18th century, not 19th.
This reminds me of The Invention of Hugo Cabret
Holy CRAP! This is almost as amazing as the Antkythera mechanism in its antiquity vs. sophistication, and even still works; amazing.
Very cool. I wonder if the plans for this survived? Too bad about the hokey dramatic soundtrack on the video though.
Tuning a device like that must be the stuff of heroism and madness…
Even in our present day, of advanced metallurgy, computerized machine tools, and similar neat stuff, vendors specify tolerances for parts(and definitions of ‘interchangeable’ are not always as… rigid… as they might be).

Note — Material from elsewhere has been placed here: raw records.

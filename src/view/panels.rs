//! File browser, terminal panel and git panel rendering

use ratatui::buffer::Buffer;
use ratatui::layout::Rect;
use ratatui::style::{Modifier, Style};
use ratatui::text::Line;
use ratatui::widgets::{Block, Borders, Clear, List, ListItem, Widget};

use crate::model::{AppModel, Region};

use super::helpers::{term_color, truncate};

fn panel_style(model: &AppModel) -> Style {
    Style::default()
        .bg(term_color(model.theme.editor.background))
        .fg(term_color(model.theme.editor.foreground))
}

fn header_style(model: &AppModel, focused: bool) -> Style {
    let style = Style::default()
        .bg(term_color(model.theme.status_bar.background))
        .fg(term_color(model.theme.status_bar.foreground));
    if focused {
        style.add_modifier(Modifier::BOLD)
    } else {
        style
    }
}

/// Directory header, entry list and the separator column on the right
pub fn render_file_browser(buf: &mut Buffer, model: &AppModel, area: Rect) {
    let browser = &model.file_browser;
    let focused = model.regions.current() == Region::FileBrowser;
    let width = area.width.saturating_sub(1);
    buf.set_style(area, panel_style(model));

    let dir = browser.dir.display().to_string();
    let header = Rect::new(area.x, area.y, width, 1);
    buf.set_style(header, header_style(model, focused));
    buf.set_stringn(
        area.x,
        area.y,
        truncate(&dir, width as usize),
        width as usize,
        header_style(model, focused),
    );

    let rows = model.browser_list_rows();
    let top = browser.scroll_top(rows);
    let selected_style = panel_style(model).bg(term_color(model.theme.editor.selection_background));
    for (i, entry) in browser.entries.iter().skip(top).take(rows).enumerate() {
        let y = area.y + 1 + i as u16;
        if y >= area.bottom() {
            break;
        }
        let label = if entry.is_dir {
            format!("{}/", entry.name)
        } else {
            entry.name.clone()
        };
        let style = if top + i == browser.selected {
            selected_style
        } else {
            panel_style(model)
        };
        if top + i == browser.selected {
            buf.set_style(Rect::new(area.x, y, width, 1), style);
        }
        buf.set_stringn(area.x + 1, y, truncate(&label, width.saturating_sub(1) as usize), width as usize, style);
    }
    if browser.entries.is_empty() && area.height > 1 {
        buf.set_stringn(area.x + 1, area.y + 1, "(empty)", width as usize, panel_style(model));
    }

    let border = header_style(model, false);
    for y in area.y..area.bottom() {
        if let Some(cell) = buf.cell_mut((area.right() - 1, y)) {
            cell.set_char('│').set_style(border);
        }
    }
}

/// Header row, scrolled output, and the command line. Returns the input
/// cursor position when the terminal has focus.
pub fn render_terminal(buf: &mut Buffer, model: &AppModel, area: Rect) -> Option<(u16, u16)> {
    let terminal = &model.terminal;
    let focused = model.regions.current() == Region::Terminal;
    if area.height < 2 {
        return None;
    }
    buf.set_style(area, panel_style(model));

    let header = format!("Terminal: {}", terminal.cwd.display());
    buf.set_style(Rect::new(area.x, area.y, area.width, 1), header_style(model, focused));
    buf.set_stringn(area.x, area.y, header, area.width as usize, header_style(model, focused));

    let output_rows = area.height.saturating_sub(2) as usize;
    let end = terminal.output.len().saturating_sub(terminal.scroll);
    let start = end.saturating_sub(output_rows);
    for (i, line) in terminal.output[start..end].iter().enumerate() {
        buf.set_stringn(
            area.x,
            area.y + 1 + i as u16,
            line,
            area.width as usize,
            panel_style(model),
        );
    }

    let input_y = area.bottom() - 1;
    let prompt = format!("$ {}", terminal.input);
    buf.set_stringn(area.x, input_y, prompt, area.width as usize, panel_style(model));
    if !focused {
        return None;
    }
    let x = area.x + 2 + terminal.cursor as u16;
    (x < area.right()).then_some((x, input_y))
}

/// Floating status list on the right side of the code area
pub fn render_git_panel(buf: &mut Buffer, model: &AppModel, code_area: Rect) {
    let panel = &model.git_panel;
    let focused = model.regions.current() == Region::GitPanel;
    let width = code_area.width.min(40);
    if width < 10 || code_area.height < 3 {
        return;
    }
    let area = Rect::new(code_area.right() - width, code_area.y, width, code_area.height);
    Clear.render(area, buf);

    let border_style = if focused {
        Style::default().fg(term_color(model.theme.overlay.highlight))
    } else {
        Style::default().fg(term_color(model.theme.overlay.border))
    };
    let block = Block::default()
        .borders(Borders::ALL)
        .title(" Git ")
        .border_style(border_style)
        .style(panel_style(model));

    let items: Vec<ListItem> = if let Some(error) = &panel.error {
        vec![ListItem::new(Line::from(error.clone()))]
    } else if panel.entries.is_empty() {
        vec![ListItem::new("Working tree clean")]
    } else {
        let inner_rows = area.height.saturating_sub(2) as usize;
        let top = (panel.selected + 1).saturating_sub(inner_rows);
        panel
            .entries
            .iter()
            .enumerate()
            .skip(top)
            .map(|(i, entry)| {
                let text = format!("{} {}", entry.status, entry.path);
                let style = if i == panel.selected {
                    panel_style(model).bg(term_color(model.theme.editor.selection_background))
                } else {
                    panel_style(model)
                };
                ListItem::new(text).style(style)
            })
            .collect()
    };
    List::new(items).block(block).render(area, buf);
}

With 18th century fabrication techniques, 6,000 mechanical parts must have been a nightmare of slight variations, variable deformation under load, and general ‘file to fit, until the madness comes’ issues.
I know Babbage ran into trouble for (among other reasons) issues of mechanical precision, and that was on a device dealing with discrete values…

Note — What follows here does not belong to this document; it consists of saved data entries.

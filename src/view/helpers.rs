//! Shared helper functions for the view layer.

use ratatui::layout::Rect;
use ratatui::style::Color as TermColor;

use crate::model::AppModel;
use crate::theme::Color;

/// Theme color as a true-color terminal color
#[inline]
pub fn term_color(color: Color) -> TermColor {
    TermColor::Rgb(color.r, color.g, color.b)
}

/// Get the display title for a tab.
///
/// Modified documents get a trailing `*`. Returns "Untitled" if the index
/// is out of range.
pub fn tab_display_name(model: &AppModel, index: usize) -> String {
    model
        .documents
        .get(index)
        .map(|slot| {
            let name = slot.document.display_name();
            if slot.document.is_modified {
                format!("{}*", name)
            } else {
                name
            }
        })
        .unwrap_or_else(|| "Untitled".to_string())
}

/// A `width` x `height` rectangle centered in `area`, clamped to fit
pub fn centered_rect(area: Rect, width: u16, height: u16) -> Rect {
    let width = width.min(area.width);
    let height = height.min(area.height);
    Rect {
        x: area.x + (area.width - width) / 2,
        y: area.y + (area.height - height) / 2,
        width,
        height,
    }
}

/// Keep at most `width` characters, marking the cut with `…`
pub fn truncate(text: &str, width: usize) -> String {
    if text.chars().count() <= width {
        return text.to_string();
    }
    if width == 0 {
        return String::new();
    }
    let mut out: String = text.chars().take(width - 1).collect();
    out.push('…');
    out
}

#[cfg(test)]
mod tests {
    use super::*;
    use crate::config::EditorConfig;

    #[test]
    fn test_centered_rect() {
        let area = Rect::new(0, 0, 80, 24);
        assert_eq!(centered_rect(area, 40, 10), Rect::new(20, 7, 40, 10));
        assert_eq!(centered_rect(area, 100, 30), area);
    }

    #[test]
    fn test_truncate() {
        assert_eq!(truncate("hello", 10), "hello");
        assert_eq!(truncate("hello world", 6), "hello…");
        assert_eq!(truncate("abc", 0), "");
    }

    #[test]
    fn test_tab_display_name_marks_modified() {
        let mut model = AppModel::with_config(EditorConfig::default(), 80, 24);
        assert_eq!(tab_display_name(&model, 0), "Untitled");
        model.documents.current_mut().unwrap().document.set_modified(true);
        assert_eq!(tab_display_name(&model, 0), "Untitled*");
        assert_eq!(tab_display_name(&model, 9), "Untitled");
    }
}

Shuffle the cards and it foretells the future.
That is because the prop on that film was based on Pierre Jaquet-Droz’s work. http://articles.latimes.com/2011/nov/27/entertainment/la-ca-working-hollywood-20111127
18th century spambot.
Speaking of which, I bet the mortgage industry would really find this useful!
Maybe – if the 6000 parts includes all the cams and all the interchangeable letter keys on the main rear disk, it’s really not as bad as it sounds. each cam is engaged only now and then. Further, it looks like one part of the stack is purely for the eye movement, and another for the left hand to move the writing plate, so the amount of mech required to run the pen & right arm is not all that frightening.

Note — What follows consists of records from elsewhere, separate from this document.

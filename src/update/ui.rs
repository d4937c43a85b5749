//! UI update functions for dialogs, panels and code-area modes

use crate::commands::Cmd;
use crate::messages::UiMsg;
use crate::model::file_browser::read_entries;
use crate::model::{
    AppModel, CommandPaletteState, FilePickerState, HelpState, Mode, PromptState, Region,
    SplitDialogState, SshDialogState, ThemeMenuState,
};
use crate::theme::available_theme_ids;

/// Handle UI messages
pub fn update_ui(model: &mut AppModel, msg: UiMsg) -> Option<Cmd> {
    match msg {
        UiMsg::SetStatus(message) => {
            model.ui.set_status(message);
            Some(Cmd::Redraw)
        }

        UiMsg::OpenSaveAs => {
            if model.documents.is_empty() {
                model.ui.set_status("No document open");
                return Some(Cmd::Redraw);
            }
            model.ui.dialogs.save_as = Some(PromptState::default());
            model.ui.set_status("Save as: enter a file name");
            Some(Cmd::Redraw)
        }

        UiMsg::OpenCreateFolder => {
            model.ui.dialogs.create_folder = Some(PromptState::default());
            model.ui.set_status(format!(
                "Create folder in {}",
                model.file_browser.dir.display()
            ));
            Some(Cmd::Redraw)
        }

        UiMsg::OpenFilePicker => {
            let dir = model
                .current()
                .and_then(|slot| slot.document.file_path.as_ref())
                .and_then(|path| path.parent().map(|p| p.to_path_buf()))
                .filter(|dir| dir.is_dir())
                .unwrap_or_else(|| model.browser_dir());
            match read_entries(&dir, model.file_browser.show_hidden) {
                Ok(entries) => {
                    model.ui.set_status(format!("Open file: {}", dir.display()));
                    model.ui.dialogs.file_picker = Some(FilePickerState {
                        dir,
                        filter: String::new(),
                        entries,
                        selected: 0,
                    });
                }
                Err(e) => {
                    model
                        .ui
                        .set_status(format!("Cannot read {}: {}", dir.display(), e));
                }
            }
            Some(Cmd::Redraw)
        }

        UiMsg::ToggleThemeMenu => {
            if model.ui.dialogs.theme_menu.take().is_some() {
                model.ui.set_status("Theme selection cancelled");
            } else {
                let selected = available_theme_ids()
                    .iter()
                    .position(|id| *id == model.config.theme)
                    .unwrap_or(0);
                model.ui.dialogs.theme_menu = Some(ThemeMenuState { selected });
                model.ui.set_status("Select a theme");
            }
            Some(Cmd::Redraw)
        }

        UiMsg::ToggleHelp => {
            if model.ui.dialogs.help.take().is_some() {
                model.regions.set(Region::CodeArea);
                model.ui.set_status("Help closed | Region: Code Area");
            } else {
                model.ui.dialogs.help = Some(HelpState::default());
                model.regions.set(Region::HelpWindow);
                model.ui.set_status("Help | Esc or F1 to close");
            }
            Some(Cmd::Redraw)
        }

        UiMsg::ToggleLineNumbers => {
            model.ui.show_line_numbers = !model.ui.show_line_numbers;
            model.sync_layout();
            model.ensure_cursor_visible();
            model.ui.set_status(if model.ui.show_line_numbers {
                "Line numbers: on"
            } else {
                "Line numbers: off"
            });
            Some(Cmd::Redraw)
        }

        UiMsg::ToggleCommandPalette => {
            if model.ui.dialogs.command_palette.take().is_none() {
                model.ui.dialogs.command_palette = Some(CommandPaletteState::default());
            }
            Some(Cmd::Redraw)
        }

        UiMsg::OpenSshDialog => {
            if model.ssh.is_none() {
                model.ui.set_status("SSH not available");
                return Some(Cmd::Redraw);
            }
            model.ui.dialogs.ssh = Some(SshDialogState::default());
            model
                .ui
                .set_status("SSH: Tab to switch fields, Enter to fetch, Esc to cancel");
            Some(Cmd::Redraw)
        }

        UiMsg::OpenSplitDialog => {
            model.ui.dialogs.split_dialog = Some(SplitDialogState::default());
            Some(Cmd::Redraw)
        }

        UiMsg::ShowFileBrowser => {
            show_file_browser(model);
            Some(Cmd::Redraw)
        }

        UiMsg::ToggleFileBrowser => {
            if model.file_browser.visible {
                hide_file_browser(model);
            } else {
                show_file_browser(model);
            }
            Some(Cmd::Redraw)
        }

        UiMsg::ToggleTerminal => {
            model.terminal.visible = !model.terminal.visible;
            model.sync_layout();
            if model.terminal.visible {
                model.regions.set(Region::Terminal);
                model.ui.set_status("Terminal opened | Region: Terminal");
            } else {
                model.regions.set(Region::CodeArea);
                model.ui.set_status("Terminal closed | Region: Code Area");
            }
            model.ensure_cursor_visible();
            Some(Cmd::Redraw)
        }

        UiMsg::ToggleGitPanel => {
            model.git_panel.visible = !model.git_panel.visible;
            model.sync_layout();
            if model.git_panel.visible {
                let dir = model.browser_dir();
                model.git_panel.refresh(&dir);
                model.regions.set(Region::GitPanel);
                model.ui.set_status(match &model.git_panel.error {
                    Some(e) => format!("Git: {}", e),
                    None => format!("Git: {} changed files", model.git_panel.entries.len()),
                });
            } else {
                model.regions.set(Region::CodeArea);
                model.ui.set_status("Git panel closed | Region: Code Area");
            }
            Some(Cmd::Redraw)
        }

        UiMsg::EnterMode(mode) => {
            if mode != Mode::Normal && model.documents.is_empty() {
                model.ui.set_status("No document open");
                return Some(Cmd::Redraw);
            }
            model.mode.enter(mode);
            if mode != Mode::Normal {
                model.regions.set(Region::CodeArea);
            }
            match mode {
                Mode::Normal => {}
                Mode::Search => model.ui.set_status("Search: Enter to find, Esc to cancel"),
                Mode::Replace => model.ui.set_status("Replace: type the text to find"),
                Mode::GotoLine => model.ui.set_status("Go to line: type a number"),
            }
            Some(Cmd::Redraw)
        }
    }
}

/// Show the file browser and give it focus
pub fn show_file_browser(model: &mut AppModel) {
    if let Err(e) = model.file_browser.refresh() {
        model.ui.set_status(format!(
            "Cannot read {}: {}",
            model.file_browser.dir.display(),
            e
        ));
        return;
    }
    model.file_browser.visible = true;
    model.sync_layout();
    model.regions.set(Region::FileBrowser);
    model.ensure_cursor_visible();
    model
        .ui
        .set_status("File browser opened | Region: File Browser");
}

/// Hide the file browser and return focus to the code area
pub fn hide_file_browser(model: &mut AppModel) {
    model.file_browser.visible = false;
    model.sync_layout();
    model.regions.set(Region::CodeArea);
    model.ensure_cursor_visible();
    model
        .ui
        .set_status("File browser closed | Region: Code Area");
}

#[cfg(test)]
mod tests {
    use super::*;
    use crate::config::EditorConfig;

    fn model() -> AppModel {
        AppModel::with_config(EditorConfig::default(), 80, 24)
    }

    #[test]
    fn test_help_switches_region() {
        let mut model = model();
        update_ui(&mut model, UiMsg::ToggleHelp);
        assert_eq!(model.regions.current(), Region::HelpWindow);
        update_ui(&mut model, UiMsg::ToggleHelp);
        assert_eq!(model.regions.current(), Region::CodeArea);
        assert_eq!(model.ui.status_message, "Help closed | Region: Code Area");
    }

    #[test]
    fn test_file_browser_narrows_code_area() {
        let mut model = model();
        let (full, _) = model.code_area_size();
        update_ui(&mut model, UiMsg::ToggleFileBrowser);
        assert!(model.file_browser.visible);
        assert_eq!(model.regions.current(), Region::FileBrowser);
        assert_eq!(model.code_area_size().0, full - model.file_browser.width - 1);

        update_ui(&mut model, UiMsg::ToggleFileBrowser);
        assert!(!model.file_browser.visible);
        assert_eq!(model.regions.current(), Region::CodeArea);
    }

    #[test]
    fn test_enter_mode_focuses_code_area() {
        let mut model = model();
        update_ui(&mut model, UiMsg::ToggleTerminal);
        assert_eq!(model.regions.current(), Region::Terminal);
        update_ui(&mut model, UiMsg::EnterMode(Mode::GotoLine));
        assert_eq!(model.mode.current(), Mode::GotoLine);
        assert_eq!(model.regions.current(), Region::CodeArea);
    }

    #[test]
    fn test_ssh_dialog_requires_capability() {
        let mut model = model();
        model.ssh = None;
        update_ui(&mut model, UiMsg::OpenSshDialog);
        assert!(model.ui.dialogs.ssh.is_none());
        assert_eq!(model.ui.status_message, "SSH not available");
    }

    #[test]
    fn test_line_numbers_toggle_changes_text_width() {
        let mut model = model();
        let with_numbers = model.current().unwrap().editor.viewport.width;
        update_ui(&mut model, UiMsg::ToggleLineNumbers);
        let without = model.current().unwrap().editor.viewport.width;
        assert_eq!(without, with_numbers + 4);
    }
}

I mean, take a look inside one of the great early 70’s Gottlieb EM pins, and you’ll see a crapload of relays, solenoids, and yes, cam wheels.
pierre jaquet-droz, his son henri-louis, and their business partner jean-frédéric leschot built another three automata of equal quality and virtuosity. two of them are, like the writer, more specifically categorised as androids, since they are shaped like humans and actually perform an action instead of simulating it. (the more general term, automaton, can come in any shape — mechanical singing birds, for example were automata that only twitched their beaks, simulating the action of singing while the birdsong came from whistles hidden elsewhere in the mechanical structure.)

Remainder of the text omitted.